What is the safest bet for a hiring manager looking for the next sales superstar?

Option 1.  Seek out that “perfect fit”… Someone that has the pristine resume, aligns to the customers, knows your products and space… Oh and yes they are just waiting for you to call and jump ship from probably a perfectly fine situation.

Option 2. Seek out an up and comer, kind of like a seasoned stock investor looking for the next diamond in the rough.

I went through an interesting recent interview with someone who came highly regarded as a strong up and coming draft pick. The candidate on paper and in person had all the obvious holes… Lack of time in the patch/role, new to the area, not playing in the high end of the industry, and coming from a “B” rated company. Nonetheless, I was intrigued based on the recommendation and went for the first date.

What struck me as unusual was the candidates lack of self awareness on where they were at in terms of career maturity and personal development. They kept going on and on about the desire to move into management (IMO without any really good reason other than a desire to “lead” people). It came across like wanting to build a penthouse in a condo without finishing laying down the foundation. This was a key driver in the person being open to picking up their head.

Admittedly, I saw a lot of potential and someone with a solid intellectual ceiling and serious motor. Despite my interest, my concern shifted towards entitlement and expectations…

Can I really keep this person happy on the team even if we really spelled it out for them? In the majority of careers and industries,  you have to pay your dues- there are no short cuts! I relate it to being a Black Belt in Brazilian JiuJitsu.  Yes, you can be a very good Blue Belt or whatever rank for that matter and likely give people a really hard time… but there is nothing like time on the mat and in the gym. This is where you learn the fine intricacies of what separates Black Belts from the others.

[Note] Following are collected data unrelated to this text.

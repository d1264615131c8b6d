/// Viewer session
///
/// The session ties one protocol and one log source to an item registry,
/// the decode scheduler and the eviction cache, and relays change
/// notifications to listeners on the presentation thread.
///
/// - `viewer.rs`: `ViewerSession` orchestration
/// - `events.rs`: `SessionEvent` and the listener hub

pub mod events;
pub mod viewer;

use std::sync::atomic::{AtomicU64, Ordering};

pub use events::{EventHub, ListenerId, SessionEvent, SessionListener};
pub use viewer::{SessionMetrics, ViewerSession};

static NEXT_SESSION_ID: AtomicU64 = AtomicU64::new(1);

#[derive(Debug, Clone, Copy, PartialEq, Eq, Hash, PartialOrd, Ord)]
pub struct SessionId(u64);

impl SessionId {
    pub fn next() -> Self {
        Self(NEXT_SESSION_ID.fetch_add(1, Ordering::Relaxed))
    }

    pub fn get(&self) -> u64 {
        self.0
    }
}

impl std::fmt::Display for SessionId {
    fn fmt(&self, f: &mut std::fmt::Formatter<'_>) -> std::fmt::Result {
        write!(f, "session-{}", self.0)
    }
}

I did my fair share of separating the history from the future. Many cite the ability to get the job done but have you really done it and done it consistently?

I am firm believer every candidate is going to have holes otherwise you are hiring someone over-qualified who should already be off doing the next thing. The hunt continues, no stakes higher than adding new talent into your team.

What is your formula for hiring the best? More to come on The Sales GOAT!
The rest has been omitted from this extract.